Storicità

 

uanti, pur di avere un qualche ruolo nel mondo, non esitano a sottomettersi ad autorità arbitrarie e inutili? Quanti si impegnano a legittimarle organizzando il pubblico consenso con la retorica del progresso inevitabile e dell’accelerazione programmata?

 

 

 

 

 

Ê più ciò che ci unisce o ciò che ci divide? Dipende dalle circostanze. Nell’esperienza ordinaria, quando non si oltrepassano i limiti dell’impiego, della famiglia e del vicinato i nostri comportamenti sono comuni e prevedibili. Nelle situazioni cruciali, quando è la nostra stessa esistenza ad essere messa in gioco, le differenze esplodono e diveniamo incomprensibili gli uni agli altri. All’improvviso diveniamo inermi di fronte ai capricci della vita e della morte. Contro queste eventualità la società si è da tempo vaccinata. La civiltà di massa si è proposta di eliminare metodicamente la diversità  e di imporre l’uniformità.

 

 

L’ironia è un’arma micidiale nelle relazioni sociali.
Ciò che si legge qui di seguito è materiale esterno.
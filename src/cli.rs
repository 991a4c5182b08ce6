use argparse::{ArgumentParser, Store, StoreConst, StoreOption, StoreTrue};
use std::path::PathBuf;

pub struct CliArgs {
    pub broadcaster: Option<String>,
    pub freq: Option<u32>,
    pub freq_tol: Option<u32>,
    pub language: Option<String>,
    pub meter: Option<u32>,
    pub meter_tol: Option<u32>,
    pub region: Option<String>,
    pub schedule: Option<String>,
    pub time: Option<String>,
    pub any_time: bool,
    pub time_now: bool,
    pub tz: Option<String>,
    pub flag: Option<String>,
    pub show_inactive: bool,
    pub format: String,
    pub out: Option<PathBuf>,
    pub data_dir: Option<PathBuf>,
    pub list_cached: bool,
    pub timeout_secs: u64,
    pub log_level: String,
}

impl Default for CliArgs {
    fn default() -> Self {
        Self {
            broadcaster: None,
            freq: None,
            freq_tol: None,
            language: None,
            meter: None,
            meter_tol: None,
            region: None,
            schedule: None,
            time: None,
            any_time: false,
            time_now: false,
            tz: None,
            flag: None,
            show_inactive: false,
            format: "text".into(),
            out: None,
            data_dir: None,
            list_cached: false,
            timeout_secs: 30,
            log_level: "essential".into(),
        }
    }
}

pub fn parse_cli() -> CliArgs {
    let mut args = CliArgs::default();
    {
        let mut ap = ArgumentParser::new();
        ap.set_description("Shortwave broadcast schedule lookup (EiBi data)");
        ap.refer(&mut args.broadcaster)
            .add_option(&["-b", "--broadcaster"], StoreOption, "Broadcasts by this broadcaster (substring, case-sensitive)");
        ap.refer(&mut args.freq)
            .add_option(&["-f", "--freq"], StoreOption, "Broadcasts on this frequency in kHz");
        ap.refer(&mut args.freq_tol)
            .add_option(&["--ft", "--freq-tol"], StoreOption, "+/- kHz tolerance for --freq");
        ap.refer(&mut args.language)
            .add_option(&["-l", "--language"], StoreOption, "Broadcasts in this language (EiBi code)")
            .add_option(&["--le"], StoreConst(Some("E".into())), "Shortcut for -l E (English)")
            .add_option(&["--lk"], StoreConst(Some("K".into())), "Shortcut for -l K (Korean)")
            .add_option(&["--ls"], StoreConst(Some("S".into())), "Shortcut for -l S (Spanish)");
        ap.refer(&mut args.meter)
            .add_option(&["-m", "--meter"], StoreOption, "Broadcasts within this meter band");
        ap.refer(&mut args.meter_tol)
            .add_option(&["--mt", "--meter-tol"], StoreOption, "+/- kHz tolerance for --meter");
        ap.refer(&mut args.region)
            .add_option(&["-r", "--region"], StoreOption, "Broadcasts targeting this region")
            .add_option(&["--rna"], StoreConst(Some("NAm".into())), "Shortcut for -r NAm")
            .add_option(&["--rsa"], StoreConst(Some("SAm".into())), "Shortcut for -r SAm")
            .add_option(&["--reu"], StoreConst(Some("Eu".into())), "Shortcut for -r Eu")
            .add_option(&["--raf"], StoreConst(Some("Af".into())), "Shortcut for -r Af")
            .add_option(&["--ras"], StoreConst(Some("As".into())), "Shortcut for -r As")
            .add_option(&["--roc"], StoreConst(Some("Oc".into())), "Shortcut for -r Oc");
        ap.refer(&mut args.schedule)
            .add_option(&["-s", "--schedule"], StoreOption, "Force this schedule code (e.g. a17) instead of the current one");
        ap.refer(&mut args.time)
            .add_option(&["-t", "--time"], StoreOption, "Broadcasts around this time, hhmm (UTC unless --tz)");
        ap.refer(&mut args.any_time)
            .add_option(&["--ta"], StoreTrue, "Broadcasts at any time");
        ap.refer(&mut args.time_now)
            .add_option(&["--tn"], StoreTrue, "Broadcasts around now [default]");
        ap.refer(&mut args.tz)
            .add_option(&["--tz"], StoreOption, "Timezone of --time (IANA name)");
        ap.refer(&mut args.flag)
            .add_option(&["--flag"], StoreOption, "Broadcasts carrying this flag (adefmnortvwx)");
        ap.refer(&mut args.show_inactive)
            .add_option(&["--inactive"], StoreTrue, "Include inactive broadcasts");
        ap.refer(&mut args.format)
            .add_option(&["--format"], Store, "Output format: text|csv|json");
        ap.refer(&mut args.out)
            .add_option(&["--out"], StoreOption, "Write output to this path instead of stdout");
        ap.refer(&mut args.data_dir)
            .add_option(&["--data-dir"], StoreOption, "Schedule cache directory (default ~/.swl-tool)");
        ap.refer(&mut args.list_cached)
            .add_option(&["--list-cached"], StoreTrue, "List cached schedule files and exit");
        ap.refer(&mut args.timeout_secs)
            .add_option(&["--timeout"], Store, "HTTP timeout in seconds");
        ap.refer(&mut args.log_level)
            .add_option(&["--log"], Store, "Log level (essential|debug|trace|warn|error)")
            .add_option(&["-d"], StoreConst("debug".into()), "Shortcut for --log debug")
            .add_option(&["--dd"], StoreConst("trace".into()), "Shortcut for --log trace");
        ap.parse_args_or_exit();
    }
    args
}
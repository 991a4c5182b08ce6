use crate::errors::AppError;
use crate::model::{BroadcastRecord, RecordRow};
use csv::Writer;
use std::fs::File;
use std::io::{self, BufWriter, Write};
use std::path::Path;

#[derive(Clone, Copy, Debug, Default, PartialEq, Eq)]
pub enum OutputFormat {
    #[default]
    Text,
    Csv,
    Json,
}

impl std::str::FromStr for OutputFormat {
    type Err = AppError;

    fn from_str(s: &str) -> Result<Self, Self::Err> {
        match s.to_ascii_lowercase().as_str() {
            "text" => Ok(OutputFormat::Text),
            "csv" => Ok(OutputFormat::Csv),
            "json" => Ok(OutputFormat::Json),
            other => Err(AppError::Config(format!("unknown output format '{other}' (text|csv|json)"))),
        }
    }
}

/// ` 9420 kHz : [1900-2000 .MTWTF.] : Voice of Greece : Greek to Eu`
pub fn format_line(r: &BroadcastRecord) -> String {
    format!(
        "{:>5} kHz : [{:02}{:02}-{:02}{:02} {}] : {} : {} to {}",
        r.frequency_khz,
        r.start_hour,
        r.start_minute,
        r.end_hour,
        r.end_minute,
        r.days_printable(),
        r.broadcaster,
        r.languages,
        r.target_region
    )
}

pub fn write_text<W: Write>(records: &[&BroadcastRecord], mut out: W) -> Result<(), AppError> {
    for r in records {
        writeln!(out, "{}", format_line(r))?;
    }
    out.flush()?;
    Ok(())
}

pub fn write_csv<W: Write>(records: &[&BroadcastRecord], out: W) -> Result<(), AppError> {
    let mut wtr = Writer::from_writer(out);
    for r in records {
        wtr.serialize(RecordRow::from(*r))
            .map_err(|e| AppError::IO(format!("csv write row: {}", e)))?;
    }
    wtr.flush().map_err(|e| AppError::IO(format!("csv flush: {}", e)))?;
    Ok(())
}

/// One JSON object per line.
pub fn write_json_lines<W: Write>(records: &[&BroadcastRecord], mut out: W) -> Result<(), AppError> {
    for r in records {
        serde_json::to_writer(&mut out, &RecordRow::from(*r))
            .map_err(|e| AppError::IO(format!("json write row: {}", e)))?;
        out.write_all(b"\n")?;
    }
    out.flush()?;
    Ok(())
}

/// Writes `records` in `format` to `out_path`, or stdout when no path is given.
pub fn render(records: &[&BroadcastRecord], format: OutputFormat, out_path: Option<&Path>) -> Result<(), AppError> {
    let sink: Box<dyn Write> = match out_path {
        Some(p) => {
            let f = File::create(p).map_err(|e| AppError::IO(format!("create {}: {}", p.display(), e)))?;
            Box::new(BufWriter::new(f))
        }
        None => Box::new(io::stdout().lock()),
    };
    match format {
        OutputFormat::Text => write_text(records, sink),
        OutputFormat::Csv => write_csv(records, sink),
        OutputFormat::Json => write_json_lines(records, sink),
    }
}

#[cfg(test)]
mod tests {
    use super::*;
    use crate::parser::parse_row;

    fn sample() -> Vec<BroadcastRecord> {
        vec![
            parse_row("9420;1900-2000;Mo-Fr;GRC;Voice of Greece;GR;Eu;;;;").unwrap(),
            parse_row("4625;0000-2400;;RUS;UVB-76;-CW;Eu;;;;").unwrap(),
        ]
    }

    #[test]
    fn test_format_line() {
        let records = sample();
        assert_eq!(
            format_line(&records[0]),
            " 9420 kHz : [1900-2000 .MTWTF.] : Voice of Greece : Greek to Eu"
        );
        let r = parse_row("15770;0005-0100;;USA;WRMI;E;NAm;;;;").unwrap();
        assert_eq!(format_line(&r), "15770 kHz : [0005-0100 SMTWTFS] : WRMI : English to NAm");
    }

    #[test]
    fn test_format_line_inactive() {
        let r = parse_row("5025;0400-0700;Mo;;Radio Rebelde;S;CAm;;8;;").unwrap();
        assert!(format_line(&r).contains("[0400-0700 inactiv]"));
    }

    #[test]
    fn test_write_text() {
        let records = sample();
        let refs: Vec<&BroadcastRecord> = records.iter().collect();
        let mut buf = Vec::new();
        write_text(&refs, &mut buf).unwrap();
        let text = String::from_utf8(buf).unwrap();
        assert_eq!(text.lines().count(), 2);
        assert!(text.ends_with("UVB-76 : Morse to Eu\n"));
    }

    #[test]
    fn test_write_csv_header_and_rows() {
        let records = sample();
        let refs: Vec<&BroadcastRecord> = records.iter().collect();
        let mut buf = Vec::new();
        write_csv(&refs, &mut buf).unwrap();
        let text = String::from_utf8(buf).unwrap();
        let mut lines = text.lines();
        assert_eq!(
            lines.next().unwrap(),
            "frequency_khz,start,end,days,weekdays,non_weekly,broadcaster,origin,languages,language_codes,target_region,inactive,flags"
        );
        assert_eq!(
            lines.next().unwrap(),
            "9420,1900,2000,.MTWTF.,\"Mon,Tue,Wed,Thu,Fri\",false,Voice of Greece,GRC,Greek,GR,Eu,false,"
        );
        assert_eq!(lines.next().unwrap(), "4625,0000,2400,SMTWTFS,\"Mon,Tue,Wed,Thu,Fri,Sat,Sun\",false,UVB-76,RUS,Morse,-CW,Eu,false,o");
        assert!(lines.next().is_none());
    }

    #[test]
    fn test_write_json_lines() {
        let records = sample();
        let refs: Vec<&BroadcastRecord> = records.iter().collect();
        let mut buf = Vec::new();
        write_json_lines(&refs, &mut buf).unwrap();
        let text = String::from_utf8(buf).unwrap();
        let rows: Vec<serde_json::Value> = text.lines().map(|l| serde_json::from_str(l).unwrap()).collect();
        assert_eq!(rows.len(), 2);
        assert_eq!(rows[0]["frequency_khz"], 9420);
        assert_eq!(rows[0]["days"], ".MTWTF.");
        assert_eq!(rows[0]["weekdays"], "Mon,Tue,Wed,Thu,Fri");
        assert_eq!(rows[1]["flags"], "o");
    }

    #[test]
    fn test_render_to_file() {
        let dir = tempfile::tempdir().unwrap();
        let path = dir.path().join("out.csv");
        let records = sample();
        let refs: Vec<&BroadcastRecord> = records.iter().collect();
        render(&refs, OutputFormat::Csv, Some(&path)).unwrap();
        let text = std::fs::read_to_string(&path).unwrap();
        assert_eq!(text.lines().count(), 3);
    }

    #[test]
    fn test_format_fromstr() {
        assert_eq!("CSV".parse::<OutputFormat>().unwrap(), OutputFormat::Csv);
        assert_eq!("json".parse::<OutputFormat>().unwrap(), OutputFormat::Json);
        assert!("xml".parse::<OutputFormat>().is_err());
    }
}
Chi sa pronunciare l’ultima parola, sommergere nel ridicolo l’ostentata sicurezza dell’interlocutore, riduce al silenzio il suo avversario, lo demolisce con una “guerra-lampo”. Opponendo obiezione ad obiezione si potrebbe prolungare la disputa per ore e ore; pronunciando al momento opportuno la battuta giusta, a cui  è difficile replicare, si esce subito vincitori.

 

Per l’utopista il male lavora, suo malgrado, in favore del bene, il sacrificio fa scattare la ricompensa. Nella sua “demenza storica” immagina la transizione miracolosa in una società diretta dall’intelligenza collettiva.

 

L’esistenza non viene scelta, ma viene imposta. Già questo fatto dovrebbe costituire un limite insormontabile alla libertà e alla felicità.

 

Quarant’anni fa , in un ambiente plagiato dalla mitologia modernista, tutto diventava “rivoluzionario”: dall’esperienza amorosa, all’espressione letteraria. Oggi, dopo le smentite delle profezie storicistiche, si attendono soltanto rivoluzioni tecnologiche, come estrema possibilità di salvezza per uomini che non impareranno mai a rinunciare ai miracoli.

 

L’atteggiamento storicistico vuole stringere il passato nella gabbia del divenire, riducendolo a un processo che si può facilmente comprimere in formule generali considerate sistematiche e definitive. Vuole classificare ogni evento come un gradino nella scala di un progresso indefinito.

 

Alla nascita di un bambino tutti i conoscenti si complimentano con i genitori. Eppure non c’è nulla di cui possano vantarsi. Hanno lasciato che la natura seguisse il suo corso.

 

I più brillanti giornalisti, i più abili comunicatori non fanno altro che stendere un omaggio alla normalità, adulando l’uomo comune, assecondando le sue “innocenti” passioni. Le aspirazioni ristagnano nei limiti di una mediocre esistenza: famiglia, figli, casa, lavoro, cronaca, attualità, magari qualche amore furtivo per distrarsi e una speranza totalitaria: vincere al superenalotto.